▶ LISTED RECORDS:
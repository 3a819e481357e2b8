use crate::pipeline::RunSummary;
use crate::services::save::{Placement, SaveMode, move_file};
use chrono::Utc;
use serde::{Deserialize, Serialize};
use std::fs::{self, File, OpenOptions};
use std::io::{BufRead, BufReader, Write};
use std::path::{Path, PathBuf};
use thiserror::Error;

pub const HISTORY_FILE: &str = ".picsort-history.jsonl";

#[derive(Debug, Error)]
pub enum HistoryError {
    #[error("History file {}: {source}", .path.display())]
    Io {
        path: PathBuf,
        source: std::io::Error,
    },

    #[error("Failed to encode history record: {0}")]
    Encode(#[from] serde_json::Error),

    #[error("No valid 'moved' history records to restore")]
    NothingToRestore,

    #[error("Invalid history index {index}; valid range is 0..={max}")]
    InvalidIndex { index: usize, max: usize },

    #[error("History entry {index} is not a valid 'moved' record")]
    NotRestorable { index: usize },
}

#[derive(Serialize, Deserialize, Debug, Clone, PartialEq)]
pub struct RunRecord {
    pub timestamp: String,
    pub action: String, // "copied" or "moved"
    pub summary: RunSummary,
    pub placements: Vec<Placement>,
}

impl RunRecord {
    pub fn new(mode: SaveMode, summary: RunSummary, placements: Vec<Placement>) -> Self {
        Self {
            timestamp: Utc::now().to_rfc3339(),
            action: mode.action().to_string(),
            summary,
            placements,
        }
    }

    pub fn is_moved(&self) -> bool {
        self.action == SaveMode::Move.action()
    }
}

pub fn history_path(output_root: &Path) -> PathBuf {
    output_root.join(HISTORY_FILE)
}

pub fn append_record(output_root: &Path, record: &RunRecord) -> Result<(), HistoryError> {
    let path = history_path(output_root);
    let io_err = |source| HistoryError::Io {
        path: path.clone(),
        source,
    };

    fs::create_dir_all(output_root).map_err(io_err)?;
    let mut out = OpenOptions::new()
        .create(true)
        .append(true)
        .open(&path)
        .map_err(io_err)?;
    writeln!(out, "{}", serde_json::to_string(record)?).map_err(io_err)?;
    Ok(())
}

/// One line of the history file, parsed or not.
#[derive(Debug)]
pub struct HistoryLine {
    pub raw: String,
    pub record: Result<RunRecord, serde_json::Error>,
}

pub fn read_history(output_root: &Path) -> Result<Vec<HistoryLine>, HistoryError> {
    let path = history_path(output_root);
    let io_err = |source| HistoryError::Io {
        path: path.clone(),
        source,
    };

    let reader = BufReader::new(File::open(&path).map_err(io_err)?);
    let mut lines = Vec::new();
    for line in reader.lines() {
        let raw = line.map_err(io_err)?;
        if raw.trim().is_empty() {
            continue;
        }
        let record = serde_json::from_str(&raw);
        lines.push(HistoryLine { raw, record });
    }
    Ok(lines)
}

#[derive(Debug, Clone, Copy, PartialEq, Eq)]
pub enum RestoreSelection {
    Last,
    Index(usize),
    All,
}

#[derive(Debug, Default)]
pub struct RestoreReport {
    /// Records fully restored and dropped from the history
    pub records: usize,
    /// Records kept because some of their files could not be moved back
    pub kept: usize,
    pub restored: Vec<Placement>,
    pub skipped: Vec<(Placement, String)>,
}

/// Move the files of selected `moved` records back to where they came from.
/// Indices are positions in the history file, as `history list` prints them.
/// A record is dropped once all its files are back; otherwise it is
/// rewritten to hold only the placements still waiting to be restored.
pub fn restore(
    output_root: &Path,
    selection: RestoreSelection,
) -> Result<RestoreReport, HistoryError> {
    let mut lines = read_history(output_root)?;
    let moved: Vec<usize> = lines
        .iter()
        .enumerate()
        .filter(|(_, line)| line.record.as_ref().is_ok_and(RunRecord::is_moved))
        .map(|(i, _)| i)
        .collect();

    let chosen: Vec<usize> = match selection {
        RestoreSelection::Index(index) if index >= lines.len() => {
            return Err(HistoryError::InvalidIndex {
                index,
                max: lines.len().saturating_sub(1),
            });
        }
        RestoreSelection::Index(index) if !moved.contains(&index) => {
            return Err(HistoryError::NotRestorable { index });
        }
        RestoreSelection::Index(index) => vec![index],
        RestoreSelection::Last => match moved.last() {
            Some(&line) => vec![line],
            None => return Err(HistoryError::NothingToRestore),
        },
        RestoreSelection::All if moved.is_empty() => {
            return Err(HistoryError::NothingToRestore);
        }
        RestoreSelection::All => moved,
    };

    let mut report = RestoreReport::default();
    let mut dropped = Vec::new();
    for &index in &chosen {
        let line = &mut lines[index];
        let Ok(record) = &mut line.record else {
            continue;
        };

        let mut pending = Vec::new();
        for placement in &record.placements {
            match restore_placement(placement) {
                Ok(()) => report.restored.push(placement.clone()),
                Err(reason) => {
                    tracing::warn!(
                        "Skipping {} → {}: {}",
                        placement.target.display(),
                        placement.source.display(),
                        reason
                    );
                    pending.push(placement.clone());
                    report.skipped.push((placement.clone(), reason));
                }
            }
        }

        if pending.is_empty() {
            report.records += 1;
            dropped.push(index);
        } else {
            report.kept += 1;
            if pending.len() != record.placements.len() {
                record.placements = pending;
                line.raw = serde_json::to_string(&*record)?;
            }
        }
    }

    let remaining: Vec<&str> = lines
        .iter()
        .enumerate()
        .filter(|(i, _)| !dropped.contains(i))
        .map(|(_, line)| line.raw.as_str())
        .collect();
    let content = if remaining.is_empty() {
        String::new()
    } else {
        remaining.join("\n") + "\n"
    };
    let path = history_path(output_root);
    fs::write(&path, content).map_err(|source| HistoryError::Io { path, source })?;

    Ok(report)
}

fn restore_placement(placement: &Placement) -> Result<(), String> {
    if !placement.target.exists() {
        return Err("sorted file no longer exists".to_string());
    }
    if placement.source.exists() {
        return Err("original location is occupied".to_string());
    }
    if let Some(parent) = placement.source.parent() {
        fs::create_dir_all(parent).map_err(|e| e.to_string())?;
    }
    move_file(&placement.target, &placement.source).map_err(|e| e.to_string())
}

▶ EXERCISE BRIEF:
Each record above is to be restated word for word.

▶ SOLVED EXERCISE:
repository 3a819e481357e2b8
use crate::pipeline::RunSummary;
use crate::services::save::{Placement, SaveMode, move_file};
use chrono::Utc;
use serde::{Deserialize, Serialize};
use std::fs::{self, File, OpenOptions};
use std::io::{BufRead, BufReader, Write};
use std::path::{Path, PathBuf};
use thiserror::Error;

pub const HISTORY_FILE: &str = ".picsort-history.jsonl";

#[derive(Debug, Error)]
pub enum HistoryError {
    #[error("History file {}: {source}", .path.display())]
    Io {
        path: PathBuf,
        source: std::io::Error,
    },

    #[error("Failed to encode history record: {0}")]
    Encode(#[from] serde_json::Error),

    #[error("No valid 'moved' history records to restore")]
    NothingToRestore,

    #[error("Invalid history index {index}; valid range is 0..={max}")]
    InvalidIndex { index: usize, max: usize },

    #[error("History entry {index} is not a valid 'moved' record")]
    NotRestorable { index: usize },
}

#[derive(Serialize, Deserialize, Debug, Clone, PartialEq)]
pub struct RunRecord {
    pub timestamp: String,
    pub action: String, // "copied" or "moved"
    pub summary: RunSummary,
    pub placements: Vec<Placement>,
}

impl RunRecord {
    pub fn new(mode: SaveMode, summary: RunSummary, placements: Vec<Placement>) -> Self {
        Self {
            timestamp: Utc::now().to_rfc3339(),
            action: mode.action().to_string(),
            summary,
            placements,
        }
    }

    pub fn is_moved(&self) -> bool {
        self.action == SaveMode::Move.action()
    }
}

pub fn history_path(output_root: &Path) -> PathBuf {
    output_root.join(HISTORY_FILE)
}

pub fn append_record(output_root: &Path, record: &RunRecord) -> Result<(), HistoryError> {
    let path = history_path(output_root);
    let io_err = |source| HistoryError::Io {
        path: path.clone(),
        source,
    };

    fs::create_dir_all(output_root).map_err(io_err)?;
    let mut out = OpenOptions::new()
        .create(true)
        .append(true)
        .open(&path)
        .map_err(io_err)?;
    writeln!(out, "{}", serde_json::to_string(record)?).map_err(io_err)?;
    Ok(())
}

/// One line of the history file, parsed or not.
#[derive(Debug)]
pub struct HistoryLine {
    pub raw: String,
    pub record: Result<RunRecord, serde_json::Error>,
}

pub fn read_history(output_root: &Path) -> Result<Vec<HistoryLine>, HistoryError> {
    let path = history_path(output_root);
    let io_err = |source| HistoryError::Io {
        path: path.clone(),
        source,
    };

    let reader = BufReader::new(File::open(&path).map_err(io_err)?);
    let mut lines = Vec::new();
    for line in reader.lines() {
        let raw = line.map_err(io_err)?;
        if raw.trim().is_empty() {
            continue;
        }
        let record = serde_json::from_str(&raw);
        lines.push(HistoryLine { raw, record });
    }
    Ok(lines)
}

#[derive(Debug, Clone, Copy, PartialEq, Eq)]
pub enum RestoreSelection {
    Last,
    Index(usize),
    All,
}

#[derive(Debug, Default)]
pub struct RestoreReport {
    /// Records fully restored and dropped from the history
    pub records: usize,
    /// Records kept because some of their files could not be moved back
    pub kept: usize,
    pub restored: Vec<Placement>,
    pub skipped: Vec<(Placement, String)>,
}

/// Move the files of selected `moved` records back to where they came from.
/// Indices are positions in the history file, as `history list` prints them.
/// A record is dropped once all its files are back; otherwise it is
/// rewritten to hold only the placements still waiting to be restored.
pub fn restore(
    output_root: &Path,
    selection: RestoreSelection,
) -> Result<RestoreReport, HistoryError> {
    let mut lines = read_history(output_root)?;
    let moved: Vec<usize> = lines
        .iter()
        .enumerate()
        .filter(|(_, line)| line.record.as_ref().is_ok_and(RunRecord::is_moved))
        .map(|(i, _)| i)
        .collect();

    let chosen: Vec<usize> = match selection {
        RestoreSelection::Index(index) if index >= lines.len() => {
            return Err(HistoryError::InvalidIndex {
                index,
                max: lines.len().saturating_sub(1),
            });
        }
        RestoreSelection::Index(index) if !moved.contains(&index) => {
            return Err(HistoryError::NotRestorable { index });
        }
        RestoreSelection::Index(index) => vec![index],
        RestoreSelection::Last => match moved.last() {
            Some(&line) => vec![line],
            None => return Err(HistoryError::NothingToRestore),
        },
        RestoreSelection::All if moved.is_empty() => {
            return Err(HistoryError::NothingToRestore);
        }
        RestoreSelection::All => moved,
    };

    let mut report = RestoreReport::default();
    let mut dropped = Vec::new();
    for &index in &chosen {
        let line = &mut lines[index];
        let Ok(record) = &mut line.record else {
            continue;
        };

        let mut pending = Vec::new();
        for placement in &record.placements {
            match restore_placement(placement) {
                Ok(()) => report.restored.push(placement.clone()),
                Err(reason) => {
                    tracing::warn!(
                        "Skipping {} → {}: {}",
                        placement.target.display(),
                        placement.source.display(),
                        reason
                    );
                    pending.push(placement.clone());
                    report.skipped.push((placement.clone(), reason));
                }
            }
        }

        if pending.is_empty() {
            report.records += 1;
            dropped.push(index);
        } else {
            report.kept += 1;
            if pending.len() != record.placements.len() {
                record.placements = pending;
                line.raw = serde_json::to_string(&*record)?;
            }
        }
    }

    let remaining: Vec<&str> = lines
        .iter()
        .enumerate()
        .filter(|(i, _)| !dropped.contains(i))
        .map(|(_, line)| line.raw.as_str())
        .collect();
    let content = if remaining.is_empty() {
        String::new()
    } else {
        remaining.join("\n") + "\n"
    };
    let path = history_path(output_root);
    fs::write(&path, content).map_err(|source| HistoryError::Io { path, source })?;

    Ok(report)
}

fn restore_placement(placement: &Placement) -> Result<(), String> {
    if !placement.target.exists() {
        return Err("sorted file no longer exists".to_string());
    }
    if placement.source.exists() {
        return Err("original location is occupied".to_string());
    }
    if let Some(parent) = placement.source.parent() {
        fs::create_dir_all(parent).map_err(|e| e.to_string())?;
    }
    move_file(&placement.target, &placement.source).map_err(|e| e.to_string())
}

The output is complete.